→ EXERCISE DIRECTIONS:
Pull every line holding the word "AppState" out of the data and copy it.
━━━━━ DATASET
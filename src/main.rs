use kb_query::completion::client_from_config;
use kb_query::config::Config;
use kb_query::http_handler::{function_handler, AppState};
use kb_query::knowledge::KnowledgeBase;
use lambda_http::{run, service_fn, tracing, Error};
use std::sync::Arc;

#[tokio::main]
async fn main() -> Result<(), Error> {
    // Initialize tracing for CloudWatch logs
    tracing::init_default_subscriber();

    // Resolve configuration once during cold start.
    // A missing API key stops the instance before it can serve anything.
    let config = Config::from_env().map_err(|e| {
        tracing::error!("Invalid configuration: {}", e);
        Box::new(e) as Box<dyn std::error::Error + Send + Sync>
    })?;

    let knowledge = KnowledgeBase::load(&config.knowledge_base_path).map_err(|e| {
        tracing::error!(
            path = %config.knowledge_base_path.display(),
            "Failed to load knowledge base: {}",
            e
        );
        Box::new(e) as Box<dyn std::error::Error + Send + Sync>
    })?;

    let completion = client_from_config(&config);
    tracing::info!(
        provider = completion.name(),
        model = %config.generation.model,
        knowledge_len = knowledge.text().len(),
        "Query handler ready"
    );

    // Read-only after this point; each invocation clones the Arc
    let state = Arc::new(AppState {
        knowledge,
        completion,
        params: config.generation,
    });

    run(service_fn(move |event| {
        let state = state.clone();
        function_handler(state, event)
    }))
    .await
}
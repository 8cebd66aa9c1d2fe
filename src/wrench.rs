//! Wrench commands and their construction from attitude controller inputs.

use nalgebra::{DMatrix, Matrix3, RealField, Vector3, Vector6};

/// Force x/y/z followed by moment x/y/z.
pub type Wrench<T> = Vector6<T>;

pub const FORWARD: usize = 0;
pub const RIGHT: usize = 1;
pub const THROTTLE: usize = 2;
pub const ROLL: usize = 3;
pub const PITCH: usize = 4;
pub const YAW: usize = 5;

/// Stack wrench commands as the columns of a `6 x T` batch, in time order.
pub fn commands<T: RealField + Copy>(wrenches: &[Wrench<T>]) -> DMatrix<T> {
    DMatrix::from_fn(6, wrenches.len(), |axis, step| wrenches[step][axis])
}

/// Flags set when an input had to be constrained.
#[derive(Clone, Copy, Debug, Default, PartialEq, Eq)]
pub struct Limit {
    pub roll: bool,
    pub pitch: bool,
    pub yaw: bool,
    pub throttle_lower: bool,
    pub throttle_upper: bool,
}

/// Inputs from the attitude and position controllers for one output step.
#[derive(Clone, Copy, Debug)]
pub struct PilotInput<T> {
    /// Roll, pitch and yaw control in -1 ~ +1
    pub control: Vector3<T>,
    /// Roll, pitch and yaw feed forward in -1 ~ +1
    pub feed_forward: Vector3<T>,
    /// Throttle in 0 ~ 1
    pub throttle: T,
    /// Forward input in -1 ~ +1, in the frame of a level copter
    pub forward: T,
    /// Lateral input in -1 ~ +1, in the frame of a level copter
    pub lateral: T,
    /// Body roll offset from the thrust frame (rad)
    pub roll_offset: T,
    /// Body pitch offset from the thrust frame (rad)
    pub pitch_offset: T,
    /// Battery voltage and air pressure compensation
    pub compensation_gain: T,
}

impl<T: RealField + Copy> Default for PilotInput<T> {
    fn default() -> Self {
        Self {
            control: Vector3::zeros(),
            feed_forward: Vector3::zeros(),
            throttle: T::zero(),
            forward: T::zero(),
            lateral: T::zero(),
            roll_offset: T::zero(),
            pitch_offset: T::zero(),
            compensation_gain: T::one(),
        }
    }
}

impl<T: RealField + Copy> PilotInput<T> {
    /// Convert the controller inputs into a body frame wrench command.
    ///
    /// Horizontal thrust is scaled by throttle so lean angle stays proportional to
    /// acceleration, as on a conventional copter.
    ///
    /// ```
    /// use overactuated::wrench::PilotInput;
    ///
    /// let input = PilotInput { throttle: 0.5, forward: 0.2, ..PilotInput::<f64>::default() };
    /// let (wrench, limit) = input.wrench();
    ///
    /// assert_eq!(wrench[0], 0.1);
    /// assert_eq!(wrench[2], 0.5);
    /// assert!(!limit.throttle_upper);
    /// ```
    pub fn wrench(&self) -> (Wrench<T>, Limit) {
        let mut limit = Limit::default();

        let rpy_thrust = (self.control + self.feed_forward) * self.compensation_gain;
        let mut throttle_thrust = self.throttle * self.compensation_gain;

        let forward_thrust = self.forward * throttle_thrust;
        let lateral_thrust = self.lateral * throttle_thrust;

        // Downward thrust is possible but breaks assumptions further up the control stack
        if throttle_thrust <= T::zero() {
            throttle_thrust = T::zero();
            limit.throttle_lower = true;
        }
        if throttle_thrust >= T::one() {
            throttle_thrust = T::one();
            limit.throttle_upper = true;
        }

        let thrust = euler_312(self.roll_offset, self.pitch_offset)
            * Vector3::new(forward_thrust, lateral_thrust, throttle_thrust);

        let wrench = Wrench::new(
            thrust.x,
            thrust.y,
            thrust.z,
            rpy_thrust.x,
            rpy_thrust.y,
            rpy_thrust.z,
        );

        log::trace!("pilot input -> wrench {:?}", wrench.as_slice());
        (wrench, limit)
    }
}

/// Rotation for a 3-1-2 Euler sequence with zero yaw.
fn euler_312<T: RealField + Copy>(roll: T, pitch: T) -> Matrix3<T> {
    let (s1, c1) = roll.sin_cos();
    let (s2, c2) = pitch.sin_cos();

    Matrix3::new(
        c2,
        T::zero(),
        s2,
        s1 * s2,
        c1,
        -c2 * s1,
        -c1 * s2,
        s1,
        c1 * c2,
    )
}
//! Spin rate and smoothed tilt angles of each effector from solved thrust vectors.

use crate::{
    config::{AllocationConfig, DegeneratePolicy},
    constrain,
    filter::FilterBank,
    motor_matrix::EFFECTOR_COMPONENTS,
    Error, Result,
};
use nalgebra::{convert, DMatrix, DVector, RealField};

/// Wrap a thrust component ratio into `[0, π)` and convert it to degrees.
///
/// ```
/// use overactuated::kinematics::normalize_angle;
///
/// assert_eq!(normalize_angle(0.0_f64), 0.0);
/// assert!((normalize_angle(-0.5_f64) - 151.35211).abs() < 1e-4);
/// ```
pub fn normalize_angle<T: RealField + Copy>(ratio: T) -> T {
    let pi = T::pi();
    let half_turn: T = convert(180.0);

    let mut wrapped = ratio % pi;
    if wrapped < T::zero() {
        wrapped += pi;
    }

    // A tiny negative remainder plus π can round up to a full half turn
    let degrees = wrapped * (half_turn / pi);
    if degrees >= half_turn {
        degrees - half_turn
    } else {
        degrees
    }
}

/// Output of one effector for one time step.
#[derive(Clone, Copy, Debug, PartialEq)]
pub struct EffectorSample<T> {
    /// Spin rate magnitude, the square root of the absolute spin component
    pub angular_velocity: T,
    /// Spin rate normalized to the motor range, 0 ~ 1
    pub throttle: T,
    /// Smoothed pitch-like tilt in degrees, `None` until a valid sample has been seen
    pub alpha: Option<T>,
    /// Smoothed roll-like tilt in degrees, `None` until a valid sample has been seen
    pub beta: Option<T>,
    /// The spin component vanished and the angles were held
    pub degenerate: bool,
}

/// Time series of one effector over a batch.
#[derive(Clone, Debug, Default, PartialEq)]
pub struct EffectorSeries<T> {
    pub angular_velocity: Vec<T>,
    pub throttle: Vec<T>,
    pub alpha: Vec<Option<T>>,
    pub beta: Vec<Option<T>>,
    /// Batch steps whose angles were held because the spin component vanished
    pub degenerate: Vec<usize>,
}

impl<T: Copy> EffectorSeries<T> {
    fn with_capacity(steps: usize) -> Self {
        Self {
            angular_velocity: Vec::with_capacity(steps),
            throttle: Vec::with_capacity(steps),
            alpha: Vec::with_capacity(steps),
            beta: Vec::with_capacity(steps),
            degenerate: Vec::new(),
        }
    }

    fn push(&mut self, step: usize, sample: &EffectorSample<T>) {
        self.angular_velocity.push(sample.angular_velocity);
        self.throttle.push(sample.throttle);
        self.alpha.push(sample.alpha);
        self.beta.push(sample.beta);
        if sample.degenerate {
            self.degenerate.push(step);
        }
    }

    pub fn len(&self) -> usize {
        self.angular_velocity.len()
    }

    pub fn is_empty(&self) -> bool {
        self.angular_velocity.is_empty()
    }

    /// The sample recorded at batch step `step`.
    pub fn sample(&self, step: usize) -> Option<EffectorSample<T>> {
        Some(EffectorSample {
            angular_velocity: *self.angular_velocity.get(step)?,
            throttle: *self.throttle.get(step)?,
            alpha: *self.alpha.get(step)?,
            beta: *self.beta.get(step)?,
            degenerate: self.degenerate.contains(&step),
        })
    }
}

/// Per effector output series of a batch.
#[derive(Clone, Debug, PartialEq)]
pub struct Kinematics<T> {
    pub effectors: Vec<EffectorSeries<T>>,
}

impl<T: Copy> Kinematics<T> {
    pub fn effector(&self, k: usize) -> Option<&EffectorSeries<T>> {
        self.effectors.get(k)
    }

    pub fn steps(&self) -> usize {
        self.effectors.first().map_or(0, EffectorSeries::len)
    }

    /// Returns `true` if any effector held its angles during the batch.
    pub fn has_degenerate(&self) -> bool {
        self.effectors.iter().any(|series| !series.degenerate.is_empty())
    }
}

struct Raw<T> {
    angular_velocity: T,
    alpha: T,
    beta: T,
    degenerate: bool,
}

/// Stateful extractor of effector kinematics.
///
/// Each effector owns an independent pair of tilt filters that persists for the
/// lifetime of the extractor, so batches must be fed in time order.
#[derive(Clone, Debug)]
pub struct KinematicsExtractor<T> {
    filters: FilterBank<T>,
    filter_gain: T,
    min_spin: T,
    max_angular_velocity: T,
    policy: DegeneratePolicy,
    /// Time steps consumed so far
    steps: usize,
}

impl<T: RealField + Copy> KinematicsExtractor<T> {
    pub fn new(effectors: usize, config: &AllocationConfig<T>) -> Self {
        Self {
            filters: FilterBank::new(effectors),
            filter_gain: config.filter_gain,
            min_spin: config.min_spin,
            max_angular_velocity: config.max_angular_velocity,
            policy: config.degenerate_policy,
            steps: 0,
        }
    }

    pub fn effectors(&self) -> usize {
        self.filters.len()
    }

    pub fn filters(&self) -> &FilterBank<T> {
        &self.filters
    }

    /// Time steps consumed since construction or the last reset.
    pub fn steps(&self) -> usize {
        self.steps
    }

    /// Forget all filter state.
    pub fn reset(&mut self) {
        self.filters.reset();
        self.steps = 0;
    }

    /// Process a `3E x T` solution batch column by column in time order.
    ///
    /// With [`DegeneratePolicy::Reject`] a degenerate sample fails the whole batch and
    /// the filter state is left as it was before the call.
    pub fn extract(&mut self, solution: &DMatrix<T>) -> Result<Kinematics<T>> {
        Error::check_rows(self.rows(), solution.nrows())?;

        let steps = solution.ncols();
        let snapshot = (self.filters.clone(), self.steps);
        let mut effectors = vec![EffectorSeries::with_capacity(steps); self.effectors()];

        for t in 0..steps {
            let samples = match self.advance(t, |row| solution[(row, t)]) {
                Ok(samples) => samples,
                Err(error) => {
                    (self.filters, self.steps) = snapshot;
                    return Err(error);
                }
            };

            for (series, sample) in effectors.iter_mut().zip(&samples) {
                series.push(t, sample);
            }
        }

        log::debug!("extracted {} steps for {} effectors", steps, self.effectors());
        Ok(Kinematics { effectors })
    }

    /// Process a single solution column.
    ///
    /// The column is a batch of one, so a rejected sample is reported at step 0.
    pub fn step(&mut self, column: &DVector<T>) -> Result<Vec<EffectorSample<T>>> {
        Error::check_rows(self.rows(), column.nrows())?;
        self.advance(0, |row| column[row])
    }

    fn rows(&self) -> usize {
        self.effectors() * EFFECTOR_COMPONENTS
    }

    /// Advance every filter by one sample; `step` is the column index within the batch.
    fn advance(
        &mut self,
        step: usize,
        component: impl Fn(usize) -> T,
    ) -> Result<Vec<EffectorSample<T>>> {
        let gain = self.filter_gain;
        let max_angular_velocity = self.max_angular_velocity;
        let raw: Vec<Raw<T>> = (0..self.effectors())
            .map(|k| self.raw(k, &component))
            .collect();

        if self.policy == DegeneratePolicy::Reject {
            if let Some(effector) = raw.iter().position(|raw| raw.degenerate) {
                return Err(Error::DegenerateSolution { effector, step });
            }
        }

        let samples = self
            .filters
            .iter_mut()
            .zip(raw)
            .enumerate()
            .map(|(k, (filter, raw))| {
                let (alpha, beta) = if raw.degenerate {
                    log::warn!(
                        "effector {} spin component vanished at step {}, holding tilt",
                        k,
                        step
                    );
                    filter.hold()
                } else {
                    let (alpha, beta) = filter.apply(raw.alpha, raw.beta, gain);
                    (Some(alpha), Some(beta))
                };

                EffectorSample {
                    angular_velocity: raw.angular_velocity,
                    throttle: throttle(raw.angular_velocity, max_angular_velocity),
                    alpha,
                    beta,
                    degenerate: raw.degenerate,
                }
            })
            .collect();

        log::trace!("processed step {} ({} overall)", step, self.steps);
        self.steps += 1;
        Ok(samples)
    }

    fn raw(&self, k: usize, component: &impl Fn(usize) -> T) -> Raw<T> {
        let offset = k * EFFECTOR_COMPONENTS;
        let a = component(offset);
        let b = component(offset + 1);
        let s = component(offset + 2);

        let angular_velocity = s.abs().sqrt();
        let alpha = a / s;
        let beta = b / s;

        let degenerate = s.abs() <= self.min_spin || !alpha.is_finite() || !beta.is_finite();
        if degenerate {
            return Raw {
                angular_velocity,
                alpha: T::zero(),
                beta: T::zero(),
                degenerate,
            };
        }

        Raw {
            angular_velocity,
            alpha: normalize_angle(alpha),
            beta: normalize_angle(beta),
            degenerate,
        }
    }
}

fn throttle<T: RealField + Copy>(angular_velocity: T, max_angular_velocity: T) -> T {
    // avoid divide by zero
    if max_angular_velocity <= T::zero() {
        return T::zero();
    }
    constrain(angular_velocity / max_angular_velocity, T::zero(), T::one())
}
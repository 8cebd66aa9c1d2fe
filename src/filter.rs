use num_traits::Num;

/// One-pole low pass filter state for a single tilt angle.
///
/// The first sample passes through unchanged, later samples move the output
/// toward the input by `gain` of the remaining difference.
#[derive(Clone, Copy, Debug, Default, PartialEq)]
pub enum AngleFilter<T> {
    #[default]
    Unset,
    Running(T),
}

impl<T: Num + Copy> AngleFilter<T> {
    /// Apply one sample, returning the new state and the smoothed output.
    ///
    /// ```
    /// use overactuated::filter::AngleFilter;
    ///
    /// let (filter, first) = AngleFilter::Unset.step(40.0, 0.1);
    /// assert_eq!(first, 40.0);
    ///
    /// let (_, second) = filter.step(50.0, 0.1);
    /// assert_eq!(second, 41.0);
    /// ```
    pub fn step(self, sample: T, gain: T) -> (Self, T) {
        let output = match self {
            AngleFilter::Unset => sample,
            AngleFilter::Running(previous) => previous + gain * (sample - previous),
        };
        (AngleFilter::Running(output), output)
    }

    /// The current output, if a sample has been applied.
    pub fn output(&self) -> Option<T> {
        match self {
            AngleFilter::Unset => None,
            AngleFilter::Running(value) => Some(*value),
        }
    }

    pub fn is_set(&self) -> bool {
        matches!(self, AngleFilter::Running(_))
    }
}

/// Pitch-like and roll-like tilt filters of one effector.
#[derive(Clone, Copy, Debug, PartialEq)]
pub struct TiltFilter<T> {
    pub alpha: AngleFilter<T>,
    pub beta: AngleFilter<T>,
}

impl<T> Default for TiltFilter<T> {
    fn default() -> Self {
        Self {
            alpha: AngleFilter::Unset,
            beta: AngleFilter::Unset,
        }
    }
}

impl<T: Num + Copy> TiltFilter<T> {
    /// Filter a pair of raw angles, returning the smoothed pair.
    pub fn apply(&mut self, alpha: T, beta: T, gain: T) -> (T, T) {
        let (alpha_filter, alpha) = self.alpha.step(alpha, gain);
        let (beta_filter, beta) = self.beta.step(beta, gain);
        self.alpha = alpha_filter;
        self.beta = beta_filter;
        (alpha, beta)
    }

    /// The last smoothed pair, leaving the state untouched.
    pub fn hold(&self) -> (Option<T>, Option<T>) {
        (self.alpha.output(), self.beta.output())
    }
}

/// Independent tilt filters, one per effector.
#[derive(Clone, Debug, PartialEq)]
pub struct FilterBank<T> {
    filters: Vec<TiltFilter<T>>,
}

impl<T: Num + Copy> FilterBank<T> {
    pub fn new(effectors: usize) -> Self {
        Self {
            filters: vec![TiltFilter::default(); effectors],
        }
    }

    pub fn len(&self) -> usize {
        self.filters.len()
    }

    pub fn is_empty(&self) -> bool {
        self.filters.is_empty()
    }

    pub fn get(&self, effector: usize) -> Option<&TiltFilter<T>> {
        self.filters.get(effector)
    }

    pub fn get_mut(&mut self, effector: usize) -> Option<&mut TiltFilter<T>> {
        self.filters.get_mut(effector)
    }

    pub fn iter_mut(&mut self) -> impl Iterator<Item = &mut TiltFilter<T>> {
        self.filters.iter_mut()
    }

    /// Return every filter to its unset state.
    pub fn reset(&mut self) {
        for filter in &mut self.filters {
            *filter = TiltFilter::default();
        }
    }
}

#[cfg(test)]
mod tests {
    use super::{AngleFilter, FilterBank};
    use approx::assert_relative_eq;

    #[test]
    fn first_sample_passes_through() {
        let (filter, output) = AngleFilter::Unset.step(123.456_f64, 0.1);
        assert_eq!(output, 123.456);
        assert_eq!(filter, AngleFilter::Running(123.456));
    }

    #[test]
    fn converges_geometrically() {
        let target = 90.0_f64;
        let (mut filter, first) = AngleFilter::Unset.step(10.0, 0.1);
        let initial_error = (first - target).abs();

        let mut last_error = initial_error;
        for t in 1..50 {
            let (next, output) = filter.step(target, 0.1);
            filter = next;

            let error = (output - target).abs();
            assert!(error < last_error);
            assert_relative_eq!(error, 0.9_f64.powi(t) * initial_error, max_relative = 1e-9);
            last_error = error;
        }
    }

    #[test]
    fn constant_input_is_fixed_point() {
        let (mut filter, _) = AngleFilter::Unset.step(33.0_f64, 0.1);
        for _ in 0..10 {
            let (next, output) = filter.step(33.0, 0.1);
            assert_eq!(output, 33.0);
            filter = next;
        }
    }

    #[test]
    fn bank_filters_are_independent() {
        let mut bank = FilterBank::<f64>::new(3);
        assert_eq!(bank.len(), 3);

        bank.get_mut(1).unwrap().apply(10.0, 20.0, 0.1);
        assert_eq!(bank.get(0).unwrap().hold(), (None, None));
        assert_eq!(bank.get(1).unwrap().hold(), (Some(10.0), Some(20.0)));
        assert_eq!(bank.get(2).unwrap().hold(), (None, None));

        let (alpha, beta) = bank.get_mut(1).unwrap().apply(20.0, 20.0, 0.1);
        assert_eq!(alpha, 11.0);
        assert_eq!(beta, 20.0);

        bank.reset();
        assert!(!bank.get(1).unwrap().alpha.is_set());
        assert!(bank.get(3).is_none());
    }
}
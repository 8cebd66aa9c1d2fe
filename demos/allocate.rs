use nalgebra::DMatrix;
use overactuated::{
    wrench::{FORWARD, PITCH, RIGHT, ROLL, THROTTLE, YAW},
    OveractuatedMotors,
};

const POINTS: usize = 150;

/// Hover command with a small deterministic wobble on the horizontal and yaw axes.
fn commands() -> DMatrix<f64> {
    DMatrix::from_fn(6, POINTS, |axis, t| {
        let wobble = 0.002 * (t as f64 * 0.7 + axis as f64).sin();
        match axis {
            FORWARD | RIGHT | YAW => 0.1 + wobble,
            THROTTLE => -0.9,
            ROLL => 0.2,
            PITCH => 0.3,
            _ => unreachable!(),
        }
    })
}

fn main() -> Result<(), overactuated::Error> {
    env_logger::Builder::from_env(env_logger::Env::default().default_filter_or("info")).init();

    let mut motors = OveractuatedMotors::<f64>::reference()?;
    let kinematics = motors.output(&commands())?;

    for (k, series) in kinematics.effectors.iter().enumerate() {
        let alpha = series.alpha.iter().flatten();
        let beta = series.beta.iter().flatten();
        log::info!(
            "motor {}: omega {:.1} throttle {:.3} pitch {:.2}..{:.2} roll {:.2}..{:.2} ({} held)",
            k + 1,
            series.angular_velocity[POINTS - 1],
            series.throttle[POINTS - 1],
            alpha.clone().cloned().fold(f64::INFINITY, f64::min),
            alpha.cloned().fold(f64::NEG_INFINITY, f64::max),
            beta.clone().cloned().fold(f64::INFINITY, f64::min),
            beta.cloned().fold(f64::NEG_INFINITY, f64::max),
            series.degenerate.len(),
        );
    }

    Ok(())
}
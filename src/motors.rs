use crate::{
    allocation::Allocator,
    config::AllocationConfig,
    kinematics::{EffectorSample, Kinematics, KinematicsExtractor},
    motor_matrix::EffectorModel,
    wrench::{Limit, PilotInput},
    Result,
};
use nalgebra::{DMatrix, RealField};

/// Control allocation for an over-actuated multicopter with tilting rotors.
///
/// Owns the effector model, its cached pseudo-inverse and the tilt filters.
///
/// ```
/// use overactuated::{wrench::{commands, Wrench}, OveractuatedMotors};
///
/// let mut motors = OveractuatedMotors::<f64>::reference().unwrap();
/// let hover = Wrench::new(0.1, 0.1, -0.9, 0.2, 0.3, 0.1);
/// let kinematics = motors.output(&commands(&[hover; 5])).unwrap();
///
/// assert_eq!(kinematics.steps(), 5);
/// assert_eq!(kinematics.effectors.len(), 4);
/// ```
#[derive(Clone, Debug)]
pub struct OveractuatedMotors<T: RealField> {
    model: EffectorModel<T>,
    allocator: Allocator<T>,
    extractor: KinematicsExtractor<T>,
}

impl<T: RealField + Copy> OveractuatedMotors<T> {
    pub fn new(config: &AllocationConfig<T>) -> Result<Self> {
        let model = EffectorModel::new(&config.constants, &config.layout);
        let allocator = Allocator::new(&model, config.rcond)?;
        let extractor = KinematicsExtractor::new(model.effectors(), config);

        Ok(Self {
            model,
            allocator,
            extractor,
        })
    }

    /// The quad tilt-rotor with its reference configuration.
    pub fn reference() -> Result<Self> {
        Self::new(&AllocationConfig::default())
    }

    pub fn model(&self) -> &EffectorModel<T> {
        &self.model
    }

    pub fn allocator(&self) -> &Allocator<T> {
        &self.allocator
    }

    pub fn extractor(&self) -> &KinematicsExtractor<T> {
        &self.extractor
    }

    /// Allocate a `6 x T` batch of wrench commands, in time order.
    pub fn output(&mut self, commands: &DMatrix<T>) -> Result<Kinematics<T>> {
        let solution = self.allocator.solve(commands)?;
        self.extractor.extract(&solution)
    }

    /// Allocate a single step from the attitude controller inputs.
    pub fn output_pilot(
        &mut self,
        input: &PilotInput<T>,
    ) -> Result<(Vec<EffectorSample<T>>, Limit)> {
        let (wrench, limit) = input.wrench();
        let solution = self.allocator.solve_column(&wrench)?;
        let samples = self.extractor.step(&solution)?;
        Ok((samples, limit))
    }

    /// Clear the tilt filters, e.g. after disarming.
    pub fn reset(&mut self) {
        self.extractor.reset();
    }
}

#[cfg(test)]
mod tests {
    use super::OveractuatedMotors;
    use crate::{
        config::AllocationConfig,
        wrench::{commands, PilotInput, Wrench},
        Error,
    };
    use approx::assert_relative_eq;
    use nalgebra::{DMatrix, Vector3};

    #[test]
    fn batches_continue_filter_state() {
        let mut motors = OveractuatedMotors::<f64>::reference().unwrap();
        let a = Wrench::new(0.1, 0.1, -0.9, 0.2, 0.3, 0.1);
        let b = Wrench::new(0.12, 0.09, -0.9, 0.2, 0.3, 0.1);

        let joined = motors.output(&commands(&[a, b])).unwrap();

        motors.reset();
        motors.output(&commands(&[a])).unwrap();
        let split = motors.output(&commands(&[b])).unwrap();

        for k in 0..4 {
            assert_relative_eq!(
                joined.effector(k).unwrap().alpha[1].unwrap(),
                split.effector(k).unwrap().alpha[0].unwrap(),
                epsilon = 1e-9
            );
        }
        assert_eq!(motors.extractor().steps(), 2);
    }

    #[test]
    fn wrong_command_rows() {
        let mut motors = OveractuatedMotors::<f64>::reference().unwrap();
        assert_eq!(
            motors.output(&DMatrix::zeros(3, 2)).unwrap_err(),
            Error::ShapeMismatch {
                expected: 6,
                found: 3
            }
        );
    }

    #[test]
    fn pilot_step() {
        let mut motors = OveractuatedMotors::new(&AllocationConfig::<f64>::default()).unwrap();
        let input = PilotInput {
            control: Vector3::new(0.1, -0.05, 0.02),
            throttle: 0.6,
            forward: 0.1,
            ..PilotInput::default()
        };

        let (samples, limit) = motors.output_pilot(&input).unwrap();
        assert_eq!(samples.len(), 4);
        assert!(!limit.throttle_lower && !limit.throttle_upper);
        for sample in samples {
            assert!(sample.angular_velocity > 0.);
            assert!((0. ..=1.).contains(&sample.throttle));
            let alpha = sample.alpha.unwrap();
            assert!((0. ..180.).contains(&alpha));
        }
    }
}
━━━━━━━━━━
→ ANSWER TO THIS EXERCISE:
use kb_query::http_handler::{function_handler, AppState};
    let state = Arc::new(AppState {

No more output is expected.